Unfortunately, this is not a mere phase or temporary problem for the District. Since the 30-plus year old implementation of what amounts to a complete ban on owning, carrying or using firearms for self defense, 5 the MPD has cycled through new chiefs and precinct commanders with depressing frequency. The only constant within the department has been the incompetence, corruption, cronyism and failure to perform the most basic duty of a police department—to protect and serve.

The jaded citizens of the District have essentially given up on the police and the administration, resigning themselves to living as victims—or as outlaws, for those who choose to defend themselves despite the D.C. Gun Ban. The unavoidable result of the D.C. Gun Ban is that it is the victims, not the criminals, who are disarmed and rendered helpless. Not only are the police failing to protect district residents but the District government is burdening proven private sector solutions.

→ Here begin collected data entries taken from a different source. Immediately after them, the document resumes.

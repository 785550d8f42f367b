//! # shamble_world - World-side collaborators for the behavior engine
//!
//! Concrete implementations of the world access the engine defines as
//! traits:
//!
//! - [`SpatialIndex`]: category-bucketed radius queries ([`shamble_ai::SpatialQuery`])
//! - [`OcclusionMap`] + [`Surroundings`]: line-of-sight raycasts and the
//!   target snapshot ([`shamble_ai::WorldView`])
//! - [`ScentField`]: edge-triggered scent volumes

pub mod occlusion;
pub mod scent;
pub mod spatial;

pub use occlusion::{Occluder, OcclusionMap, Surroundings};
pub use scent::ScentField;
pub use spatial::SpatialIndex;
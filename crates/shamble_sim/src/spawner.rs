//! Horde spawning

use rand::rngs::SmallRng;
use rand::Rng;
use serde::{Deserialize, Serialize};
use shamble_math::{Aabb, Vec3};

/// Region in which horde agents are placed
///
/// Candidate points are drawn uniformly in the box, then snapped to the
/// walkable surface; candidates with no walkable cell nearby are
/// discarded, so a spawn can yield fewer agents than requested.
#[derive(Debug, Clone, Serialize, Deserialize)]
pub struct SpawnArea {
    pub bounds: Aabb,
    /// Surface sampling radius around each candidate
    pub sample_radius: f32,
}

impl SpawnArea {
    pub fn new(bounds: Aabb) -> Self {
        Self {
            bounds,
            sample_radius: 2.0,
        }
    }

    /// Draw a uniform candidate point on the floor of the box
    pub fn random_point(&self, rng: &mut SmallRng) -> Vec3 {
        Vec3::new(
            rng.gen_range(self.bounds.min.x..=self.bounds.max.x),
            self.bounds.min.y,
            rng.gen_range(self.bounds.min.z..=self.bounds.max.z),
        )
    }
}

#[cfg(test)]
mod tests {
    use super::*;
    use rand::SeedableRng;

    #[test]
    fn test_points_stay_in_bounds() {
        let area = SpawnArea::new(Aabb::new(
            Vec3::new(-5.0, 0.0, -5.0),
            Vec3::new(5.0, 0.0, 5.0),
        ));
        let mut rng = SmallRng::seed_from_u64(11);
        for _ in 0..50 {
            let p = area.random_point(&mut rng);
            assert!(area.bounds.contains_point(p));
        }
    }
}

II. Compounding the impact of the failures of the MPD are the numerous court cases which have exonerated and granted immunity to the police for their collective failure to adequately protect the public they disarmed. Rather than holding the police responsible for their failures, the courts have empowered the police department’s incompetence, nonfeasance and misfeasance.

No matter the degree, police incompetence typically is not actionable; thus, there is no legal incentive to rectify the incompetence. The MPD has been sued several times over this incompetence. The fact patterns in these cases leave people of ordinary sensibilities outraged; outrage magnified by the failure of the courts to impose any liability for the misfeasance.

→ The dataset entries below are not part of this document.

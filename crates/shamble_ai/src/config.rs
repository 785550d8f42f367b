//! Agent behavior configuration
//!
//! Every tunable the controller and its sensors consume lives here, with
//! defaults matching the reference horde setup. Configurations are plain
//! data and serializable so scenario files can override them wholesale.

use crate::error::AiError;
use serde::{Deserialize, Serialize};
use shamble_math::Vec3;

/// Roaming behavior while no target is known
#[derive(Debug, Clone, Serialize, Deserialize)]
pub struct SearchConfig {
    /// Radius around the agent within which roam goals are drawn
    pub radius: f32,
    /// Shortest pause at a reached roam goal, in seconds
    pub min_wait: f32,
    /// Longest pause at a reached roam goal, in seconds
    pub max_wait: f32,
}

impl Default for SearchConfig {
    fn default() -> Self {
        Self {
            radius: 20.0,
            min_wait: 2.0,
            max_wait: 5.0,
        }
    }
}

/// Perspective parameters of the vision sensor
///
/// The sensor sits at `local_offset` from the agent origin, in the
/// agent's frame (x right, y up, z forward), and looks along the agent's
/// facing. A narrow far plane keeps the angular test consistent with the
/// range test.
#[derive(Debug, Clone, Serialize, Deserialize)]
pub struct SensorRig {
    /// Sensor position relative to the agent origin
    pub local_offset: Vec3,
    /// Full vertical field of view in degrees
    pub fov_y_deg: f32,
    /// Frustum aspect ratio (width over height)
    pub aspect: f32,
    /// Near plane distance
    pub near: f32,
    /// Far plane distance
    pub far: f32,
}

impl Default for SensorRig {
    fn default() -> Self {
        Self {
            local_offset: Vec3::new(0.0, 1.5, 0.2),
            fov_y_deg: 90.0,
            aspect: 1.0,
            near: 0.3,
            far: 10.0,
        }
    }
}

/// Vision sensing
#[derive(Debug, Clone, Serialize, Deserialize)]
pub struct VisionConfig {
    /// Whether the agent senses at all; disabled agents never sight targets
    pub enabled: bool,
    /// Maximum sighting distance from the agent origin
    pub range: f32,
    /// Seconds between full visibility evaluations
    pub check_interval: f32,
    /// Frustum and placement of the sensor, required when enabled
    pub rig: Option<SensorRig>,
}

impl Default for VisionConfig {
    fn default() -> Self {
        Self {
            enabled: true,
            range: 4.0,
            check_interval: 0.2,
            rig: Some(SensorRig::default()),
        }
    }
}

/// Peer alert broadcasting
#[derive(Debug, Clone, Serialize, Deserialize)]
pub struct CommsConfig {
    /// Broadcast radius around the sender; zero disables broadcasting
    pub range: f32,
}

impl Default for CommsConfig {
    fn default() -> Self {
        Self { range: 15.0 }
    }
}

/// Navigation stall detection and recovery
#[derive(Debug, Clone, Serialize, Deserialize)]
pub struct StuckConfig {
    /// Seconds between progress measurements
    pub check_interval: f32,
    /// Movement below this distance per measurement counts as no progress
    pub distance_threshold: f32,
    /// Seconds of no progress before recovery triggers
    pub time_threshold: f32,
    /// Radius of the random offset applied to the chase goal on recovery
    pub jitter_radius: f32,
    /// Surface sampling radius for the jittered goal
    pub sample_radius: f32,
}

impl Default for StuckConfig {
    fn default() -> Self {
        Self {
            check_interval: 1.0,
            distance_threshold: 0.5,
            time_threshold: 3.0,
            jitter_radius: 3.0,
            sample_radius: 5.0,
        }
    }
}

/// Full per-agent behavior configuration
#[derive(Debug, Clone, Default, Serialize, Deserialize)]
pub struct AgentConfig {
    pub search: SearchConfig,
    pub vision: VisionConfig,
    pub comms: CommsConfig,
    pub stuck: StuckConfig,
    pub movement: MovementConfig,
}

/// Locomotion parameters handed to the navigation agent
#[derive(Debug, Clone, Serialize, Deserialize)]
pub struct MovementConfig {
    /// Movement speed in units per second
    pub speed: f32,
    /// Distance from a goal at which the agent stops
    pub stopping_distance: f32,
}

impl Default for MovementConfig {
    fn default() -> Self {
        Self {
            speed: 3.5,
            stopping_distance: 0.5,
        }
    }
}

impl AgentConfig {
    /// Check the configuration for out-of-range or inconsistent values
    pub fn validate(&self) -> Result<(), AiError> {
        if self.search.radius <= 0.0 {
            return Err(AiError::InvalidConfig(format!(
                "search radius must be positive, got {}",
                self.search.radius
            )));
        }
        if self.search.min_wait < 0.0 || self.search.max_wait < self.search.min_wait {
            return Err(AiError::InvalidConfig(format!(
                "search wait range [{}, {}] is not a valid interval",
                self.search.min_wait, self.search.max_wait
            )));
        }
        if self.vision.enabled {
            if self.vision.range <= 0.0 {
                return Err(AiError::InvalidConfig(format!(
                    "vision range must be positive, got {}",
                    self.vision.range
                )));
            }
            if self.vision.check_interval <= 0.0 {
                return Err(AiError::InvalidConfig(format!(
                    "vision check interval must be positive, got {}",
                    self.vision.check_interval
                )));
            }
            let rig = self
                .vision
                .rig
                .as_ref()
                .ok_or(AiError::MissingCollaborator("vision sensor rig"))?;
            if rig.fov_y_deg <= 0.0 || rig.fov_y_deg >= 180.0 {
                return Err(AiError::InvalidConfig(format!(
                    "vision fov must be in (0, 180) degrees, got {}",
                    rig.fov_y_deg
                )));
            }
            if rig.near <= 0.0 || rig.far <= rig.near {
                return Err(AiError::InvalidConfig(format!(
                    "vision planes must satisfy 0 < near < far, got near {} far {}",
                    rig.near, rig.far
                )));
            }
        }
        if self.comms.range < 0.0 {
            return Err(AiError::InvalidConfig(format!(
                "comms range must be non-negative, got {}",
                self.comms.range
            )));
        }
        if self.stuck.check_interval <= 0.0
            || self.stuck.time_threshold <= 0.0
            || self.stuck.distance_threshold < 0.0
        {
            return Err(AiError::InvalidConfig(
                "stuck detection thresholds must be positive".into(),
            ));
        }
        if self.movement.speed <= 0.0 {
            return Err(AiError::InvalidConfig(format!(
                "movement speed must be positive, got {}",
                self.movement.speed
            )));
        }
        Ok(())
    }
}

These court decisions serve to empower the incompetence rather than remediate the department’s shortcomings. The essence of the court decisions is that the police must assume a special relationship or duty to a citizen, or a police officer must cross over the line into overt misconduct towards a citizen, prior to liability existing. Under this legal environment, the MPD’s incentive is to remain negligent and incompetent, thus evading liability for even gross negligence, rather than venture forth with a sense of mission and responsibility for their failures with the attendant liability for failing to protect the citizenry.

III. As examined in Argument I, the MPD has failed to protect the citizens of the District. At the same time, as examined in Argument II, courts have exonerated and immunized the MPD for its incompetence and misfeasance. Within the context of a police department failing in the most basic duty owed to the citizens, to protect and serve, and courts declining to hold police departments accountable for even the most egregious of these failures, the Second Amendment must be interpreted as an individual right to keep and bear firearms for defense of self and others.

To hold otherwise would be to hold that well-meaning but misguided governments and courts across America may render citizens defenseless victims without citizens having any meaningful recourse or alternatives. Even in a jurisdiction that is effective at providing police services, the police will never be able to provide completely thorough protection from criminal attack; they cannot be everywhere at once. Courts have consistently recognized and endorsed this premise in the cases immunizing the police for failing to protect the public. The only way to avoid this framework from having the singularly unconscionable result of the government creating a powerless victim class is for this court to interpret the Second Amendment as guaranteeing the fundamental, individual right to keep and bear firearms.

For those citizens who choose to be self-reliant and self-sufficient, this holding would empower citizens to defend themselves where the police cannot. For those citizens who choose not to be victimized by the failures of the police but who are still not comfortable with arming themselves, this holding would empower competent private armed protection personnel to function as an alternative to the government provided police force.